THE’s traditional top 400 universities’ ranking parameters and weights — one-third of the weights has been assigned to subjective parameters (reputational surveys) that perpetuate the status and reputation universities have built over several years.
THE’s top 100 under-50 ranking parameters and weights — retaining the same parameters from the traditional rankings, weights assigned to subjective parameters linked to reputation have been reduced to a little over one-fifth of the total. The focus on tangible/measurable performance that young universities have demonstrated in recent times has increased.

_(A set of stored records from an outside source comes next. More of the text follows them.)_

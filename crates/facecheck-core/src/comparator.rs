//! Embedding comparison and the match decision.

use crate::types::{Embedding, MatchDecision};
use thiserror::Error;

#[derive(Error, Debug, PartialEq)]
pub enum ComparisonError {
    #[error("embedding is empty")]
    Empty,
    #[error("embedding dimensions differ: {0} vs {1}")]
    DimensionMismatch(usize, usize),
    #[error("embedding has {actual} dimensions, expected {expected}")]
    WrongDimension { expected: usize, actual: usize },
    #[error("embedding contains non-finite values")]
    NonFinite,
    #[error("embedding has zero norm")]
    ZeroNorm,
}

/// Cosine comparator with a configurable match threshold.
///
/// Confidence is cosine similarity rescaled from [-1, 1] to [0, 1]; a pair
/// matches when `confidence >= threshold`.
#[derive(Debug, Clone)]
pub struct Comparator {
    threshold: f32,
    expected_dim: Option<usize>,
}

impl Comparator {
    pub fn new(threshold: f32) -> Self {
        Self {
            threshold,
            expected_dim: None,
        }
    }

    /// Also reject embeddings whose length is not `dim`.
    pub fn with_expected_dim(mut self, dim: usize) -> Self {
        self.expected_dim = Some(dim);
        self
    }

    pub fn threshold(&self) -> f32 {
        self.threshold
    }

    /// Compare two embeddings. Symmetric in its arguments.
    pub fn compare(&self, a: &Embedding, b: &Embedding) -> Result<MatchDecision, ComparisonError> {
        self.check(a)?;
        self.check(b)?;
        if a.dim() != b.dim() {
            return Err(ComparisonError::DimensionMismatch(a.dim(), b.dim()));
        }

        let cosine = a.similarity(b);
        if !cosine.is_finite() {
            return Err(ComparisonError::NonFinite);
        }
        let cosine = cosine.clamp(-1.0, 1.0);
        let confidence = (cosine + 1.0) / 2.0;

        Ok(self.decide(confidence))
    }

    /// Apply the threshold to an already computed confidence.
    pub fn decide(&self, confidence: f32) -> MatchDecision {
        MatchDecision {
            is_match: confidence >= self.threshold,
            confidence,
        }
    }

    fn check(&self, e: &Embedding) -> Result<(), ComparisonError> {
        if e.values.is_empty() {
            return Err(ComparisonError::Empty);
        }
        if let Some(expected) = self.expected_dim {
            if e.dim() != expected {
                return Err(ComparisonError::WrongDimension {
                    expected,
                    actual: e.dim(),
                });
            }
        }
        if e.values.iter().any(|v| !v.is_finite()) {
            return Err(ComparisonError::NonFinite);
        }
        if e.values.iter().all(|&v| v == 0.0) {
            return Err(ComparisonError::ZeroNorm);
        }
        Ok(())
    }
}

#[cfg(test)]
mod tests {
    use super::*;

    fn emb(values: &[f32]) -> Embedding {
        Embedding::new(values.to_vec())
    }

    #[test]
    fn test_compare_self_is_match() {
        let e = emb(&[0.3, -0.2, 0.9, 0.1]);
        let d = Comparator::new(0.65).compare(&e, &e).unwrap();
        assert!(d.is_match);
        assert!((d.confidence - 1.0).abs() < 1e-6);
    }

    #[test]
    fn test_compare_self_large_and_tiny_components() {
        let c = Comparator::new(0.65);

        let large = emb(&[1e20, 1e20, 1e20]);
        let d = c.compare(&large, &large).unwrap();
        assert!(d.is_match);
        assert!((d.confidence - 1.0).abs() < 1e-6);

        let tiny = emb(&[1e-30, 1e-30]);
        let d = c.compare(&tiny, &tiny).unwrap();
        assert!(d.is_match);
        assert!((d.confidence - 1.0).abs() < 1e-6);
    }

    #[test]
    fn test_compare_symmetric() {
        let a = emb(&[0.3, -0.2, 0.9, 0.1]);
        let b = emb(&[-0.5, 0.4, 0.2, 0.7]);
        let c = Comparator::new(0.65);
        let ab = c.compare(&a, &b).unwrap();
        let ba = c.compare(&b, &a).unwrap();
        assert_eq!(ab.confidence, ba.confidence);
        assert_eq!(ab.is_match, ba.is_match);
    }

    #[test]
    fn test_confidence_scaling() {
        let c = Comparator::new(0.65);
        let orthogonal = c.compare(&emb(&[1.0, 0.0]), &emb(&[0.0, 1.0])).unwrap();
        assert!((orthogonal.confidence - 0.5).abs() < 1e-6);
        assert!(!orthogonal.is_match);

        let opposite = c.compare(&emb(&[1.0, 0.0]), &emb(&[-1.0, 0.0])).unwrap();
        assert!(opposite.confidence.abs() < 1e-6);
    }

    #[test]
    fn test_threshold_boundary() {
        // Orthogonal vectors give exactly 0.5.
        let a = emb(&[1.0, 0.0]);
        let b = emb(&[0.0, 1.0]);
        assert!(Comparator::new(0.5).compare(&a, &b).unwrap().is_match);
        assert!(!Comparator::new(0.5 + f32::EPSILON).compare(&a, &b).unwrap().is_match);
    }

    #[test]
    fn test_decide_boundary() {
        let c = Comparator::new(0.65);
        assert!(c.decide(0.65).is_match);
        assert!(!c.decide(0.649_999).is_match);
    }

    #[test]
    fn test_dimension_mismatch() {
        let err = Comparator::new(0.65)
            .compare(&emb(&[1.0, 0.0]), &emb(&[1.0, 0.0, 0.0]))
            .unwrap_err();
        assert_eq!(err, ComparisonError::DimensionMismatch(2, 3));
    }

    #[test]
    fn test_expected_dimension() {
        let c = Comparator::new(0.65).with_expected_dim(3);
        let err = c.compare(&emb(&[1.0, 0.0]), &emb(&[1.0, 0.0])).unwrap_err();
        assert_eq!(err, ComparisonError::WrongDimension { expected: 3, actual: 2 });
    }

    #[test]
    fn test_malformed_embeddings() {
        let c = Comparator::new(0.65);
        let good = emb(&[1.0, 0.0]);
        assert_eq!(c.compare(&emb(&[]), &good).unwrap_err(), ComparisonError::Empty);
        assert_eq!(
            c.compare(&good, &emb(&[f32::NAN, 1.0])).unwrap_err(),
            ComparisonError::NonFinite
        );
        assert_eq!(
            c.compare(&good, &emb(&[0.0, 0.0])).unwrap_err(),
            ComparisonError::ZeroNorm
        );
    }
}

THE’s top 100 under 50 — the verdict and message
1. European Renaissance: If the top 100 under 50 is an indication of future dominance in higher education, there is indication that Europe (and the UK, in particular) will eventually take over the US as a preferred global destination for higher education. The share of the top 100 by region: Europe -51, Australia, New Zealand, Japan-17, US, Canada, Brazil-15, East and Southeast Asia -13, Middle East - 4
2. The golden age: Some spectacular performers have entered the ranking within three
decades (and some even within two decades). However, it appears that universities
between 40 and 50 years of age proliferate across the ranking ranges:
3. Message from the top: Case studies of select universities from the top 100 under 50 showcase what goes into making a high-quality academic institution that can rise rapidly in global stature:
- Best attracts best - Skilled faculty that joins during the formative stage of a university, in turn, attracts outstanding students. Sourcing high-quality faculty often encourages overseas scholars to return to their countries of origin. To retain such students, one must have a merit-based and transparent management system and provide academic freedom.
- Attract significant investment from the private sector (e.g., Pohang) and/or governments (e.g., HKUST) and leverage to one’s benefit macroeconomic factors such as healthy growth in the home country’s economy.
- Institute good leadership and develop a long-term vision for the university that can guide strategic choices. Adopt a conscious strategy. A selection and concentration strategy to focus on niche areas (often in technology streams) can often stretch limited resources and the time available to new universities to their benefit.
KPMG in India’s point of view
India is conspicuous by its absence in the top 100 under-50 lists. The country is already supported by macro factors such as an economy that is performing well relative to other countries and a largely well-established government policy. What is left, therefore, is for its universities to pursue the excellence required to join the ranks of the world’s best universities The fact that research at Indian universities is not always recognized globally can no longer be a hurdle to establishing an international reputation (this assumes importance, as rankings such as THE place a dominant focus on the quality of research at higher education institutions). Private institutions such as the Indian School of Business (ISB) have already proven that it is possible to develop research capabilities and global positioning in a short span of time. Hubs of excellence such as the Indian Institutes of Technology (IITs), National Institutes of Technology (NITs) and Indian Institutes of Management (IIMs) on one hand, and private universities with corporate backing on the other, are India’s tickets to the greater heights in global education.